Чрезмерная обобщенность, суммарность и разорванность мировосприятия Полежаева имели далеко идущие последствия для него как человека (не способного прогнозировать социально обусловленные действия окружающей его среды) и как поэта. В его стихах жизнь вообще приобретала крайне изменчивый (часто коварно изменчивый) и текучий характер, в котором терялась мера свободы и несвободы. Вместе с тем все человеческие коллективы, союзы и общество в целом лишались своих структурных связей, превращались в диффузную, безликую массу — анонимную толпу, которая также являлась носительницей свободы и насилия.
Толпа — ключевое понятие в творчестве Полежаева. Совокупность свойств, которые определяют ее существование, складывается у поэта в универсальную модель общества. Эта модель постулирует генеральную схему расстановки персонажей: субъективное «я» (в ряде случаев заменяемое условными персонажами, которых поэт наделяет существенными свойствами своей личности), соотнесенное с неопределенно многочисленной человеческой средой.

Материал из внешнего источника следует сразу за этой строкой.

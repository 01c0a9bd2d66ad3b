//! `content.stats`: fetch a page and count what came back.

use async_trait::async_trait;
use serde_json::{Value, json};

use super::adapters::split_call_options;
use crate::adapters::{self, AdapterRegistry};
use crate::mcp::{Command, CommandHandler, McpError, McpResult, SessionContext};

/// Session key holding the last URL fetched by `content.stats`.
pub const LAST_FETCHED_URL: &str = "lastFetchedUrl";

#[derive(Debug, Clone, Copy, PartialEq, Eq)]
pub struct TextStats {
    pub characters: usize,
    pub words: usize,
    pub lines: usize,
}

impl TextStats {
    pub fn of(text: &str) -> Self {
        Self {
            characters: text.chars().count(),
            words: text.split_whitespace().count(),
            lines: text.lines().count(),
        }
    }
}

#[derive(Debug)]
pub struct ContentStats {
    adapters: AdapterRegistry,
}

impl ContentStats {
    pub fn new(adapters: AdapterRegistry) -> Self {
        Self { adapters }
    }
}

#[async_trait]
impl CommandHandler for ContentStats {
    async fn handle(&self, command: &Command, session: &SessionContext) -> McpResult<Value> {
        let (args, options) = split_call_options(&command.parameters)?;
        let url = command
            .str_param("url")
            .ok_or_else(|| McpError::validation("parameter 'url' must be a string"))?
            .to_string();

        let page = self
            .adapters
            .execute(adapters::FETCH, "fetch", args, options)
            .await?;
        let body = page.get("body").and_then(Value::as_str).unwrap_or_default();
        let stats = TextStats::of(body);

        session.set(LAST_FETCHED_URL, json!(url))?;

        Ok(json!({
            "url": url,
            "status": page.get("status").cloned().unwrap_or(Value::Null),
            "truncated": page.get("truncated").cloned().unwrap_or(json!(false)),
            "characters": stats.characters,
            "words": stats.words,
            "lines": stats.lines,
        }))
    }
}
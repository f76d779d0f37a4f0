//! Infrastructure layer providing external service integrations.
//!
//! Storage backends, identity, clipboard access, configuration and
//! logging setup live here.

pub mod clipboard;
pub mod config;
pub mod identity;
pub mod logging;
pub mod persistence;
pub mod rest;

pub use clipboard::*;
pub use config::*;
pub use identity::*;
pub use logging::*;
pub use persistence::*;
pub use rest::*;
//! PostgREST-style HTTP backend for submissions.
//!
//! Talks to a `quote_submissions` table exposed under `/rest/v1/`, the
//! layout used by hosted Postgres services such as Supabase.

use crate::domain::{
    NewSubmission, StoreError, StoreResult, StoredSubmission, SubmissionStatus, SubmissionStore,
};
use reqwest::blocking::{Client, RequestBuilder, Response};
use reqwest::Method;
use serde::Serialize;
use std::time::Duration;

const TABLE: &str = "quote_submissions";
const REQUEST_TIMEOUT: Duration = Duration::from_secs(15);

#[derive(Serialize)]
struct StatusPatch {
    status: SubmissionStatus,
}

pub struct RestStore {
    client: Client,
    base_url: String,
    api_key: String,
    access_token: Option<String>,
}

impl RestStore {
    pub fn new(base_url: impl Into<String>, api_key: impl Into<String>) -> StoreResult<Self> {
        let client = Client::builder().timeout(REQUEST_TIMEOUT).build()?;
        Ok(Self {
            client,
            base_url: base_url.into().trim_end_matches('/').to_string(),
            api_key: api_key.into(),
            access_token: None,
        })
    }

    /// Sends requests on behalf of a signed-in user instead of the anonymous key.
    pub fn with_access_token(mut self, token: impl Into<String>) -> Self {
        self.access_token = Some(token.into());
        self
    }

    fn request(&self, method: Method) -> RequestBuilder {
        let bearer = self.access_token.as_deref().unwrap_or(&self.api_key);
        self.client
            .request(method, format!("{}/rest/v1/{TABLE}", self.base_url))
            .header("apikey", &self.api_key)
            .bearer_auth(bearer)
    }

    fn insert_request(&self, submission: &NewSubmission) -> RequestBuilder {
        self.request(Method::POST)
            .header("Prefer", "return=representation")
            .json(submission)
    }

    pub(crate) fn select_request(&self, owner_id: Option<&str>) -> RequestBuilder {
        let mut query = vec![
            ("select", "*".to_string()),
            ("order", "created_at.desc".to_string()),
        ];
        if let Some(owner_id) = owner_id {
            query.push(("user_id", format!("eq.{owner_id}")));
        }
        self.request(Method::GET).query(&query)
    }

    fn update_request(&self, id: &str, status: SubmissionStatus) -> RequestBuilder {
        self.request(Method::PATCH)
            .query(&[("id", format!("eq.{id}"))])
            .header("Prefer", "return=representation")
            .json(&StatusPatch { status })
    }

    fn send(request: RequestBuilder) -> StoreResult<Vec<StoredSubmission>> {
        let response = Self::check(request.send()?)?;
        Ok(response.json::<Vec<StoredSubmission>>()?)
    }

    fn check(response: Response) -> StoreResult<Response> {
        let status = response.status();
        if status.is_success() {
            Ok(response)
        } else {
            let body = response.text().unwrap_or_default();
            Err(StoreError::Rejected { status: status.as_u16(), body })
        }
    }
}

impl SubmissionStore for RestStore {
    fn insert(&mut self, submission: &NewSubmission) -> StoreResult<StoredSubmission> {
        Self::send(self.insert_request(submission))?
            .into_iter()
            .next()
            .ok_or(StoreError::EmptyResponse)
    }

    fn select_all(&self) -> StoreResult<Vec<StoredSubmission>> {
        Self::send(self.select_request(None))
    }

    fn select_by_owner(&self, owner_id: &str) -> StoreResult<Vec<StoredSubmission>> {
        Self::send(self.select_request(Some(owner_id)))
    }

    fn update_status(&mut self, id: &str, status: SubmissionStatus) -> StoreResult<()> {
        let updated = Self::send(self.update_request(id, status))?;
        if updated.is_empty() {
            return Err(StoreError::NotFound(id.to_string()));
        }
        Ok(())
    }
}

#[cfg(test)]
mod tests {
    use super::*;
    use crate::domain::{CoverageType, Jurisdiction, ViolationType};

    fn store() -> RestStore {
        RestStore::new("https://db.example.com/", "anon-key").unwrap()
    }

    #[test]
    fn test_select_all_request() {
        let request = store().select_request(None).build().unwrap();

        assert_eq!(request.method(), &Method::GET);
        assert_eq!(request.url().path(), "/rest/v1/quote_submissions");
        let query = request.url().query().unwrap();
        assert!(query.contains("order=created_at.desc"));
        assert!(!query.contains("user_id"));
        assert_eq!(request.headers()["apikey"], "anon-key");
        assert_eq!(request.headers()["authorization"], "Bearer anon-key");
    }

    #[test]
    fn test_select_by_owner_request_uses_access_token() {
        let request = store()
            .with_access_token("user-jwt")
            .select_request(Some("u1"))
            .build()
            .unwrap();

        assert!(request.url().query().unwrap().contains("user_id=eq.u1"));
        assert_eq!(request.headers()["authorization"], "Bearer user-jwt");
        assert_eq!(request.headers()["apikey"], "anon-key");
    }

    #[test]
    fn test_update_request_patches_status_only() {
        let request = store().update_request("abc", SubmissionStatus::Contacted).build().unwrap();

        assert_eq!(request.method(), &Method::PATCH);
        assert_eq!(request.url().query(), Some("id=eq.abc"));
        let body = request.body().and_then(|b| b.as_bytes()).unwrap();
        assert_eq!(body, br#"{"status":"contacted"}"#);
    }

    #[test]
    fn test_insert_request_body_uses_table_columns() {
        let submission = NewSubmission {
            jurisdiction: Jurisdiction::California,
            violation_type: ViolationType::Dui,
            coverage_type: CoverageType::NonOwner,
            has_vehicle: false,
            first_name: "John".to_string(),
            last_name: "Doe".to_string(),
            email: "john@example.com".to_string(),
            phone: None,
            zip_code: None,
            consent: true,
            owner_id: None,
        };
        let request = store().insert_request(&submission).build().unwrap();

        assert_eq!(request.method(), &Method::POST);
        assert_eq!(request.headers()["prefer"], "return=representation");
        let body: serde_json::Value =
            serde_json::from_slice(request.body().and_then(|b| b.as_bytes()).unwrap()).unwrap();
        assert_eq!(body["state"], "CA");
        assert_eq!(body["coverage_type"], "non-owner");
        assert!(body["user_id"].is_null());
        assert!(body.get("status").is_none());
    }
}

Оба мира поэзии Полежаева не только густо населены, но и перенаселены. Любопытно примечание, которым поэт в 1837 году сопроводил один из отрывков «<Узника>»: «Под солнцем, озаряющим неизмеримую темную бездну, будто в хаосе, вращаются и пресмыкаются миллионы двуногих созданий, называемых человеками». Неисчислимое количество людей непосредственно изображается или подразумевается во многих произведениях разных жанровых форм. Чаще всего это масса лиц совершенно чужих, а то и чуждых автобиографическому герою (или его заместителю). К неопределенному множеству относятся и знакомые автобиографического героя. Друзья тоже, по сути дела, — лишь «знакомцы», дружба с которыми носит характер случайных встреч и не выходит за пределы бытовой суеты. Границы между друзьями, просто знакомыми и врагами подвижны. Прочность дружбы обратно пропорциональна количеству приятелей. Они тотчас исчезают при первой беде поэта:
В «<Узнике>» оставленный всеми герой исчисляет своих псевдодрузей большой круглой цифрой: «сто знакомых щегольков — Большого света знатоков».
Неизбывное одиночество полежаевского автобиографического героя — не только результат печально сложившейся судьбы. Поэт до того уходил в себя и в свои личные проблемы, что не способен был никого выделить из окружающих его людей, всерьез заинтересоваться их индивидуальностью. Сказанное относится и к Лозовскому.[21]
Полежаев посвятил ему пять стихотворений, в которых немало пылкой дружеской риторики, но из которых невозможно составить даже общего представления о личности адресата. Правда, на то были и объективные причины: культурный багаж и умственный кругозор Лозовского, судя по всему, едва ли намного возвышался над чертой посредственности. Оказать глубокое влияние на Полежаева он, конечно, не мог, хотя поэт ценил его за отзывчивость, сострадание к себе, переросшее затем в сердечную привязанность. В этих стихотворениях автор более всего говорит о себе, а Лозовский предстает выключенным из всех жизненных связей, кроме одной — дружеского союза с одиноким страдальцем. К этому, пожалуй, и сведена сущность образа Лозовского, в котором нет ни единой портретной черты оригинала.
21
Сведения о Лозовском см. в примеч. 14.